Exercise details - Whenever the string "position" appears in a line below, please copy the line out.
★ ★ ★
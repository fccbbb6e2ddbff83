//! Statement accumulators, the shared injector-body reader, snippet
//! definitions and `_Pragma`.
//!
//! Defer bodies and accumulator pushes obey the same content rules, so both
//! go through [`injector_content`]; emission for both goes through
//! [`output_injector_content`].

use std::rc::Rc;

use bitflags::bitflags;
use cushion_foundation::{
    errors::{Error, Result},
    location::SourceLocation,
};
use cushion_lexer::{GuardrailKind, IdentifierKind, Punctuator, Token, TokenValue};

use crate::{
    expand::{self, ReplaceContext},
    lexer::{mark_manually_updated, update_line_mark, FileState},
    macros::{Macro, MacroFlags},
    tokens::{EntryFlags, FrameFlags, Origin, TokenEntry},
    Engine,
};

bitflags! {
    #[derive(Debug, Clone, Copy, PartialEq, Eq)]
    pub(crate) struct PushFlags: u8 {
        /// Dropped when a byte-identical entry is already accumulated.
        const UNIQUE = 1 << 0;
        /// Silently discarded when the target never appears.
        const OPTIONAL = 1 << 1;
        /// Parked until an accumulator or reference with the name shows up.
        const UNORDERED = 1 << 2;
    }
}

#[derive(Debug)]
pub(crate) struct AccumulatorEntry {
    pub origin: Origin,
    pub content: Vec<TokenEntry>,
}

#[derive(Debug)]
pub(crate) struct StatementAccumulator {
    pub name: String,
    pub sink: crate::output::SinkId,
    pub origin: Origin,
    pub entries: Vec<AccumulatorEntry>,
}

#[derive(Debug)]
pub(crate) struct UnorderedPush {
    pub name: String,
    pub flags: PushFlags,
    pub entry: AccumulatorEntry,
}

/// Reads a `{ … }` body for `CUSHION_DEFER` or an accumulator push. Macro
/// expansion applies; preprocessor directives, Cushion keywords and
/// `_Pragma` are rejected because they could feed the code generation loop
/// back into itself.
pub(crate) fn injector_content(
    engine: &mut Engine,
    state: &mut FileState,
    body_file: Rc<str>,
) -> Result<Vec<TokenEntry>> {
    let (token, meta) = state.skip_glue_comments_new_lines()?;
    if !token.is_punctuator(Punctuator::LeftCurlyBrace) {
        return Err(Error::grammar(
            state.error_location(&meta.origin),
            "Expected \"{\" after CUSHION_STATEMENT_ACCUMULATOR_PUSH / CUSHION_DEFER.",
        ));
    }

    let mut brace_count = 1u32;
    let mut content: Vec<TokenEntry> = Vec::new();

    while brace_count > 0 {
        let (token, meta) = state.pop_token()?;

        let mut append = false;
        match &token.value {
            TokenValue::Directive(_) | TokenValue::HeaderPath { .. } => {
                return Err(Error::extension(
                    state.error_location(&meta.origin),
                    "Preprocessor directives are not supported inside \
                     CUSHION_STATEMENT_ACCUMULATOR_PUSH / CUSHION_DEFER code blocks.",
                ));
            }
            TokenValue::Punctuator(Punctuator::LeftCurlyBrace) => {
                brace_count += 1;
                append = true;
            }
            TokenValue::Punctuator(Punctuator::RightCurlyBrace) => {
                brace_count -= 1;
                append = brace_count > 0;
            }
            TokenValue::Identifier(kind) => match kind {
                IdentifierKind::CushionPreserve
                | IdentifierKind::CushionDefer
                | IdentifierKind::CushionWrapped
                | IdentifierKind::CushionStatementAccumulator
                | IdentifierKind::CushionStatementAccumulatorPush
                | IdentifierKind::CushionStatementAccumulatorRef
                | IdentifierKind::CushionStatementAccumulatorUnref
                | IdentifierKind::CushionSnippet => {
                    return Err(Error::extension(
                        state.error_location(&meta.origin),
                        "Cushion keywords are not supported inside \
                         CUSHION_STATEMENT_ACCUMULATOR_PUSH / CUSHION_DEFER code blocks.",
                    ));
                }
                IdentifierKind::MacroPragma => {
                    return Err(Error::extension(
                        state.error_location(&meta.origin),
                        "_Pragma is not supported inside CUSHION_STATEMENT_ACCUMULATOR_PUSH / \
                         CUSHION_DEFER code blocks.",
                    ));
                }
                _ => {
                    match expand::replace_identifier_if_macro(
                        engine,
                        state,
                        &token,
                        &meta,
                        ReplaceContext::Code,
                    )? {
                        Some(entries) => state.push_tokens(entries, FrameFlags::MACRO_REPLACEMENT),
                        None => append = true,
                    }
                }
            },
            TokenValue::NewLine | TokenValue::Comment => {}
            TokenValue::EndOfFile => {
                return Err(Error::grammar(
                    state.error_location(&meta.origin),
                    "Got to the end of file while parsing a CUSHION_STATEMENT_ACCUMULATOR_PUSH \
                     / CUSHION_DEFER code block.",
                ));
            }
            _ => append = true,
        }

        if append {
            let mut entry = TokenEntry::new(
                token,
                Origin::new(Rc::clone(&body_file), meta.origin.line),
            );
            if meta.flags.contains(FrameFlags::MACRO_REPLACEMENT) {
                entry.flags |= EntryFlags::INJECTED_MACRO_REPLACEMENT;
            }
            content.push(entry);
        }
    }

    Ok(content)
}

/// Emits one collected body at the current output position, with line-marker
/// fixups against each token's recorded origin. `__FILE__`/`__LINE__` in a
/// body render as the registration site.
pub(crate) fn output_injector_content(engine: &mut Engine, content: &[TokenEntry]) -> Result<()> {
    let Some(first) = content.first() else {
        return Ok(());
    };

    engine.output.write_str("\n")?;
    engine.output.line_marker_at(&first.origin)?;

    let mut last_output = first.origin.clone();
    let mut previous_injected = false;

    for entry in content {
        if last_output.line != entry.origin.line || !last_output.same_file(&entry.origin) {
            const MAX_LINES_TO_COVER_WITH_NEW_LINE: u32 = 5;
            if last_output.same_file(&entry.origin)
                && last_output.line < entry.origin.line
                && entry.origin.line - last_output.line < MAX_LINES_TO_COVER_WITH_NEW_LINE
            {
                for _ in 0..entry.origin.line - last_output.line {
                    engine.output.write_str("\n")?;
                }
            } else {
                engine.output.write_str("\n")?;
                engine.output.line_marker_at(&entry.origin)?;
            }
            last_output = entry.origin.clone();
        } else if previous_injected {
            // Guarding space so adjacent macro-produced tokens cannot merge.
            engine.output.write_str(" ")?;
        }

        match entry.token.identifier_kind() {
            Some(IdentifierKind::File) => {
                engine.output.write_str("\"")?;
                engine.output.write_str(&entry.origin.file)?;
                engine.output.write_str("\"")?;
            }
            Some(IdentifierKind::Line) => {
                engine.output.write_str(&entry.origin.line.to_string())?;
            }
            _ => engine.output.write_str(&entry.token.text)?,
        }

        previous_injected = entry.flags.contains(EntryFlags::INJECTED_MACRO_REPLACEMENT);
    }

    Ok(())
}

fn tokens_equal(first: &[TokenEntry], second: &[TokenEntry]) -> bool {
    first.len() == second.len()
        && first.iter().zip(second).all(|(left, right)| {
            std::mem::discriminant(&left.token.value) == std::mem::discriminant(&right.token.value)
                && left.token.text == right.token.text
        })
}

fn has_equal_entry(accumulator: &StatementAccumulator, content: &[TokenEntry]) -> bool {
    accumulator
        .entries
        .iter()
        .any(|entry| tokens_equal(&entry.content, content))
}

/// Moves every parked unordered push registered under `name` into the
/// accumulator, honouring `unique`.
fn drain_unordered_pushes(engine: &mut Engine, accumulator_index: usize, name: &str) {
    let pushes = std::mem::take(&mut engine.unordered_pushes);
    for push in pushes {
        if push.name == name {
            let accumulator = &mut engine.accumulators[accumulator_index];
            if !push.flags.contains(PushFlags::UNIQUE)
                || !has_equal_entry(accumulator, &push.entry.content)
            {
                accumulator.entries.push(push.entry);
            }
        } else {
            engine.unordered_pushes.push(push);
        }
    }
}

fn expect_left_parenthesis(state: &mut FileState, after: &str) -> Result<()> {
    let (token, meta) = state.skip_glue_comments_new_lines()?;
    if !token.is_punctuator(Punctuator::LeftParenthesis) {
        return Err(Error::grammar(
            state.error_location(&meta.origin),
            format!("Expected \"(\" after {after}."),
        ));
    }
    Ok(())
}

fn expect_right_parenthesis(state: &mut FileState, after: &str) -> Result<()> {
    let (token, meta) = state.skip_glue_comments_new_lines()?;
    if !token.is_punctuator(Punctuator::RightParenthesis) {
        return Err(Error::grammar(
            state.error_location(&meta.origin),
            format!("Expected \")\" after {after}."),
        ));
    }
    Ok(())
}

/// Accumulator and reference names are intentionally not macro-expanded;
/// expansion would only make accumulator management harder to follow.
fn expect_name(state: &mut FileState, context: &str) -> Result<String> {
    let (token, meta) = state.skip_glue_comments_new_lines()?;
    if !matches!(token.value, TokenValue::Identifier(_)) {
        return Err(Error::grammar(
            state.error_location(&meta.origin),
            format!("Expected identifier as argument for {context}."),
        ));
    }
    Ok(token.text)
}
★ ★ ★
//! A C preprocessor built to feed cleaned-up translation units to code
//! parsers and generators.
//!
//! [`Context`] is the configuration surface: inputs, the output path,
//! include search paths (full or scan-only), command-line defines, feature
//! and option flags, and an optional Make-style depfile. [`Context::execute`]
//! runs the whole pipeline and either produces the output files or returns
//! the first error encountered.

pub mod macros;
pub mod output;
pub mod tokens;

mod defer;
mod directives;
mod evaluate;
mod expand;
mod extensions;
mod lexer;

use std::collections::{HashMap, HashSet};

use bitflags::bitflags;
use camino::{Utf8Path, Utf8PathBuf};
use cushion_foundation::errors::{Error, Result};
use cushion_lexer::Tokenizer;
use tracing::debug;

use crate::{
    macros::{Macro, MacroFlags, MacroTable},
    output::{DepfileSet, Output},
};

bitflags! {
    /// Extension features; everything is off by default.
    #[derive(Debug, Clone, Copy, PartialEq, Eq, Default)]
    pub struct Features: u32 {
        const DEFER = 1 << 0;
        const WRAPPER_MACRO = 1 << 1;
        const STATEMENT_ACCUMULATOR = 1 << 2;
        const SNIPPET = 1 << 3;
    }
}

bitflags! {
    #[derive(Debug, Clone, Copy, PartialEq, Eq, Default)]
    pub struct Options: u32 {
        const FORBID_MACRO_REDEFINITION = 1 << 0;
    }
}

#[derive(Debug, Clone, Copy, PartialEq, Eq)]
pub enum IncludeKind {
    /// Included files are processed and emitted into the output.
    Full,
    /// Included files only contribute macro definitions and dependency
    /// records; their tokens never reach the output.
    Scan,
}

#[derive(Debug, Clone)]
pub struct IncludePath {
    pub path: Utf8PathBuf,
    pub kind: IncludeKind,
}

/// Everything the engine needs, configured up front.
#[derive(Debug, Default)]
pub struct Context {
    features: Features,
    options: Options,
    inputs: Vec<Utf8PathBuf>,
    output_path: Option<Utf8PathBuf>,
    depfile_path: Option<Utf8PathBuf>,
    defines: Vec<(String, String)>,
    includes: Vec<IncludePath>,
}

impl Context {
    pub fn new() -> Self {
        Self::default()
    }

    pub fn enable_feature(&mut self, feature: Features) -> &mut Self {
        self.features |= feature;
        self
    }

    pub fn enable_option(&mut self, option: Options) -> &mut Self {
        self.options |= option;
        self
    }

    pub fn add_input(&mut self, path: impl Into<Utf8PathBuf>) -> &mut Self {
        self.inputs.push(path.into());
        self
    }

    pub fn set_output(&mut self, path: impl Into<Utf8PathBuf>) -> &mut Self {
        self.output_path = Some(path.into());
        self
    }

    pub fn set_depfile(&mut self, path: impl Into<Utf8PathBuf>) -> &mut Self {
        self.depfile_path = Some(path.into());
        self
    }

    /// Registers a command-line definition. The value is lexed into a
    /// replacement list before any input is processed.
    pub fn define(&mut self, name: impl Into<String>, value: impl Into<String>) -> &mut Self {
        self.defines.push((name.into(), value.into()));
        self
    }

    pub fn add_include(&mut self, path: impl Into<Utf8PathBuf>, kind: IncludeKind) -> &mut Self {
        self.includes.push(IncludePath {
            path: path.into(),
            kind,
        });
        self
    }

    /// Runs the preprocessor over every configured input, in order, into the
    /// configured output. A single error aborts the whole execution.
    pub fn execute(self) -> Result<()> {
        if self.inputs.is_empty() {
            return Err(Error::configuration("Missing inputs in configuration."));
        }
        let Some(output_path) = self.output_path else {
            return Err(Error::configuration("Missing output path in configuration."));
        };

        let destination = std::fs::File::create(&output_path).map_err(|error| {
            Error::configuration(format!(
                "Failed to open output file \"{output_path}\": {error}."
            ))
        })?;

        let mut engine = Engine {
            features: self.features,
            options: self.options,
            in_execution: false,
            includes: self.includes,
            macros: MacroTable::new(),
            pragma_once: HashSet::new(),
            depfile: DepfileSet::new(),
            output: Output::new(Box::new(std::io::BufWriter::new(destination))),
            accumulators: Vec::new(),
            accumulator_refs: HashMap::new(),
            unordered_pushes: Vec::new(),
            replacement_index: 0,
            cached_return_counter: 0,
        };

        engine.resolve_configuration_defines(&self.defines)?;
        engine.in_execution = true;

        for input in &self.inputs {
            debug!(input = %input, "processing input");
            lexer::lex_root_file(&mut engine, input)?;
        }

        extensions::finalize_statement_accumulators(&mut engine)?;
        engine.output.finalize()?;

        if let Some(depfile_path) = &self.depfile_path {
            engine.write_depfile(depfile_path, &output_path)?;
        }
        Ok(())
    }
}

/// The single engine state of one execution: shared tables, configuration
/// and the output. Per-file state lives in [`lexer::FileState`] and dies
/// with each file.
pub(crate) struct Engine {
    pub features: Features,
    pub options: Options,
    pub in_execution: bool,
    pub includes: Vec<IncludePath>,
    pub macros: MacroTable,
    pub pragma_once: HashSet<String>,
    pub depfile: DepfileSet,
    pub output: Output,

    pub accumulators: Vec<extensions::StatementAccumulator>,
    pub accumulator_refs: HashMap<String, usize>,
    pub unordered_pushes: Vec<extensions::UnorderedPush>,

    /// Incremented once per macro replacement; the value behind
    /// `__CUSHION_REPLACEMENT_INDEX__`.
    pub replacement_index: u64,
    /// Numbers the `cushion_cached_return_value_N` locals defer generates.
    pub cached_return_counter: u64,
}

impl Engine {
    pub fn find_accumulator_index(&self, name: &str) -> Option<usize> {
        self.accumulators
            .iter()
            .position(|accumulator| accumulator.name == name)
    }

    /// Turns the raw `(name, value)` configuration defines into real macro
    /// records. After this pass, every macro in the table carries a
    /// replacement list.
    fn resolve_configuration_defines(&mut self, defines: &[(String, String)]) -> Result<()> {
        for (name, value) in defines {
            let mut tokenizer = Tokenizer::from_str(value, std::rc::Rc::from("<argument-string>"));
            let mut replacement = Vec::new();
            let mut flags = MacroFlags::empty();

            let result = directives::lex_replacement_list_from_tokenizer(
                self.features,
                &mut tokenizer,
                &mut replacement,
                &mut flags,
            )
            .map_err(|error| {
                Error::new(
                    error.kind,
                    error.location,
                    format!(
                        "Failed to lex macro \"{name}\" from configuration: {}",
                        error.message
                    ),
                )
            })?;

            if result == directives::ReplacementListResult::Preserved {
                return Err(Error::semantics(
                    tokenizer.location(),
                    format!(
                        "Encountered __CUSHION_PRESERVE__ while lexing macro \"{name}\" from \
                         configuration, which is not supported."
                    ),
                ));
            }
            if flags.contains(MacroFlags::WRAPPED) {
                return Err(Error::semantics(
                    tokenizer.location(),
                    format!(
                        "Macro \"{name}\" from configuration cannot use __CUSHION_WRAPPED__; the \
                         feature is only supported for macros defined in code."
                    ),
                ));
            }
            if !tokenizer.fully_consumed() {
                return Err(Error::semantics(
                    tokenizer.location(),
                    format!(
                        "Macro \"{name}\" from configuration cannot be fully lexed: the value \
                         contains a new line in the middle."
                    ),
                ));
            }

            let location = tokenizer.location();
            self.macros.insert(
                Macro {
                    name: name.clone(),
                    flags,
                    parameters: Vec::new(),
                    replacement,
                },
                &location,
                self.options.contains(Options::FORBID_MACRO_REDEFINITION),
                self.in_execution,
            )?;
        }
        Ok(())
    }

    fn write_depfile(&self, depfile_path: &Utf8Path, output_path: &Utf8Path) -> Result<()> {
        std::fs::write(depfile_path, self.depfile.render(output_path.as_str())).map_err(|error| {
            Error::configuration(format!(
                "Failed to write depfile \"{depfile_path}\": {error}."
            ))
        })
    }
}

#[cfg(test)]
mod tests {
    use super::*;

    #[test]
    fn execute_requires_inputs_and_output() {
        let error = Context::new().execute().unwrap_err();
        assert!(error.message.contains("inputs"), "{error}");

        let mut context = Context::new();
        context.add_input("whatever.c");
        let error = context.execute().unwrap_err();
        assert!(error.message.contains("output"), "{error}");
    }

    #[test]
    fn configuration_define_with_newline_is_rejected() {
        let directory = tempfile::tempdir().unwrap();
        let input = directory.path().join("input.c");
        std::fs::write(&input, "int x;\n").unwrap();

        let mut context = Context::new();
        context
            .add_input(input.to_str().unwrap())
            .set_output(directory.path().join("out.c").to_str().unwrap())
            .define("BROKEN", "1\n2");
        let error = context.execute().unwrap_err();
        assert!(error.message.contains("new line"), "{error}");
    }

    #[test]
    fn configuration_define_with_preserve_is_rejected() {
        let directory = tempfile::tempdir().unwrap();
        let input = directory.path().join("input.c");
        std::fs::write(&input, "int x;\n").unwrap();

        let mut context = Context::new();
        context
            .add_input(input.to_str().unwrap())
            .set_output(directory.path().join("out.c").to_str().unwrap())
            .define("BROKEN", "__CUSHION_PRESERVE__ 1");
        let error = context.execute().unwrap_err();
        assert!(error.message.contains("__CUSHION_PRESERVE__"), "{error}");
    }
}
★ ★ ★
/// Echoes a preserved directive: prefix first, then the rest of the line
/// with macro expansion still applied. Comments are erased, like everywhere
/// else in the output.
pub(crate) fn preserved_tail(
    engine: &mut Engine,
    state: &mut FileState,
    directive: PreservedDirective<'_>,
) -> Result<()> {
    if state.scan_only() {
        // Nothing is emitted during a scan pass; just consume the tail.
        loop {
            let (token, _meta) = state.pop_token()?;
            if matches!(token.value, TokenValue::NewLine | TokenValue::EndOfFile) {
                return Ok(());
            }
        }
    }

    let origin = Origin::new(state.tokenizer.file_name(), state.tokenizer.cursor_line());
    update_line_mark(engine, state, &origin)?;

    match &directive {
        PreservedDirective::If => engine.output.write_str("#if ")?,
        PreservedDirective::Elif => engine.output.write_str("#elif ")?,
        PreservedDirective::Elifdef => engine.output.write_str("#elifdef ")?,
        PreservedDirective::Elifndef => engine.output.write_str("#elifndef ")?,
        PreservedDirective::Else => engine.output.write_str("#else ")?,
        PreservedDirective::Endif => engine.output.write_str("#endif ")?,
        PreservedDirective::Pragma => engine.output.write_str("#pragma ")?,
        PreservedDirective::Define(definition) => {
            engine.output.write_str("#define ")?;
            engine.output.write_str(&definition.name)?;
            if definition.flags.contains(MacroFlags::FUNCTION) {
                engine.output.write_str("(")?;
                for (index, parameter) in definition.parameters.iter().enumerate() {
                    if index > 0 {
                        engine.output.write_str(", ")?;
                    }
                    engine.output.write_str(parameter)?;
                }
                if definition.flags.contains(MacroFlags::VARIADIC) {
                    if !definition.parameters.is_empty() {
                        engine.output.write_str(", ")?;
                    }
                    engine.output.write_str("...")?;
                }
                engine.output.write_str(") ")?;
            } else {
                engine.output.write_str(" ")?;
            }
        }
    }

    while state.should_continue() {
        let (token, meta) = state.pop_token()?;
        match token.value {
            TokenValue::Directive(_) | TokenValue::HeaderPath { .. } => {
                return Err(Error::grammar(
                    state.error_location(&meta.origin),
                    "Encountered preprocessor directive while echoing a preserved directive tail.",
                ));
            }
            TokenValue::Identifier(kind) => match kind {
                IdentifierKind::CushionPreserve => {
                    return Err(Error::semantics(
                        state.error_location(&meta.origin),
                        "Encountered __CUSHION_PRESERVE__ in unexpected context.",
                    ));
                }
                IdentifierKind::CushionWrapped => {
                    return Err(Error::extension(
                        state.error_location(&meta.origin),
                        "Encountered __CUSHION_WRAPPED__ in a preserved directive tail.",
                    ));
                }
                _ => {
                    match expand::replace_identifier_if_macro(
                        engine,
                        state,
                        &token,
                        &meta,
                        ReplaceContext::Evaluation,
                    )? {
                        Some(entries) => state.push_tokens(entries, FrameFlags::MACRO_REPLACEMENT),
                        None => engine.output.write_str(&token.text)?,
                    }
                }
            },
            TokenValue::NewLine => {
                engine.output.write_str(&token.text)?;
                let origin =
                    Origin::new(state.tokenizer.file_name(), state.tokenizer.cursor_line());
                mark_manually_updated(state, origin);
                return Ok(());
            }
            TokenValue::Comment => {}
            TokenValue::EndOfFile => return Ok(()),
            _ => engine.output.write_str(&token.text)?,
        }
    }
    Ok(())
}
★ ★ ★
Answer to this task -
/// Emits one collected body at the current output position, with line-marker
            .position(|accumulator| accumulator.name == name)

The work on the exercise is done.